If SQL were a sentence, SELECT and FROM are the subject and verb — you almost always need both. SELECT tells the database which columns you want. FROM tells it which table to look in.

SELECT first_name, last_name
FROM customers;

This returns a list of every customer's name. Not their email, not their city — just first and last name. You asked for exactly those two columns, you get exactly those two columns.

Want all three name-and-contact fields?

SELECT first_name, last_name, email
FROM customers;

Simple. You just list the columns you want, separated by commas.

SELECT *: The Convenient Shortcut (Use with Caution)

There's a shortcut that says "give me everything":

SELECT *
FROM customers;

The asterisk is a wildcard meaning "all columns." This is extremely handy when you're exploring a new table and want to see what's in it. It's also what almost every SQL tutorial shows you first, which is why I want to be honest with you about its limitations.

Warning: SELECT * is great for exploration, but can be a problem in production code. If your table has 40 columns and you only need 3, you're pulling 37 extra columns of data for no reason — wasting memory, network bandwidth, and time. Name your columns explicitly in anything that matters.

For learning and exploration? SELECT * is your friend. For a query running a thousand times a day? Name your columns.

WHERE: Filtering the Universe Down to What You Need

This is where things get genuinely powerful. WHERE filters rows — it lets you say "not all customers, just the ones that match this condition."

SELECT first_name, last_name, city
FROM customers
WHERE city = 'Brooklyn';

Result: Sofia Reyes, Priya Patel, and Tomás Vargas. The three Brooklyn customers. Everyone else is filtered out.

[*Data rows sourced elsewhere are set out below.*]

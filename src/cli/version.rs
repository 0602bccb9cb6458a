//! Version command handler

/// Display version information
pub fn display_version() {
    println!("stackstrap {}", env!("CARGO_PKG_VERSION"));
    println!("  {}", env!("CARGO_PKG_DESCRIPTION"));
    println!("  License: {}", env!("CARGO_PKG_LICENSE"));
}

The WHERE clause is the most important filtering tool you'll use in SQL. You'll use it in practically every meaningful query you ever write.

Comparison Operators

WHERE conditions use comparison operators that look almost identical to what you'd write in math:

Operator	Meaning	Example
`=`	Equal to	`WHERE city = 'Brooklyn'`
`<>` or `!=`	Not equal to	`WHERE city <> 'Manhattan'`
`>`	Greater than	`WHERE price > 15.00`
`<`	Less than	`WHERE price < 12.00`
`>=`	Greater than or equal	`WHERE price >= 15.99`
`<=`	Less than or equal	`WHERE price <= 10.00`

Let's try some real queries on Mario's data:

-- All pizzas that cost more than $15
SELECT name, size, price
FROM pizzas
WHERE price > 15.00;

This would return Pepperoni Large ($16.99), Four Cheese Large ($15.99), and Meat Lovers Large ($18.99).

-- All small pizzas
SELECT name, price
FROM pizzas
WHERE size = 'Small';

Returns Margherita Small, Pepperoni Small, and Spicy Sausage Small.

AND, OR, and NOT: Combining Conditions

Real questions are rarely about one condition. You can combine conditions with AND, OR, and NOT.

AND means both conditions must be true:

-- Large pizzas that cost less than $16
SELECT name, price
FROM pizzas
WHERE size = 'Large'
  AND price < 16.00;

This returns Margherita Large ($14.99) and Garden Veggie Large ($14.49). Meat Lovers ($18.99) and Pepperoni Large ($16.99) are excluded because they cost more than $16. Four Cheese ($15.99) is less than $16.00, so it's included. Our result: Margherita Large, Garden Veggie Large, and Four Cheese Large.

OR means either condition can be true:

-- Customers in Brooklyn OR Queens
SELECT first_name, last_name, city
FROM customers
WHERE city = 'Brooklyn'
   OR city = 'Queens';

This catches all the Brooklyn customers (Sofia, Priya, Tomás) and all the Queens customers (James, Mei).

NOT reverses a condition:

-- All pizzas that are NOT vegetarian
SELECT name, size, price
FROM pizzas
WHERE NOT is_vegetarian = 1;

Or more naturally:

SELECT name, size, price
FROM pizzas
WHERE is_vegetarian = 0;

Both work. The second is cleaner. NOT tends to be most useful with more complex conditions like NOT IN or NOT BETWEEN, which you'll encounter as you go deeper.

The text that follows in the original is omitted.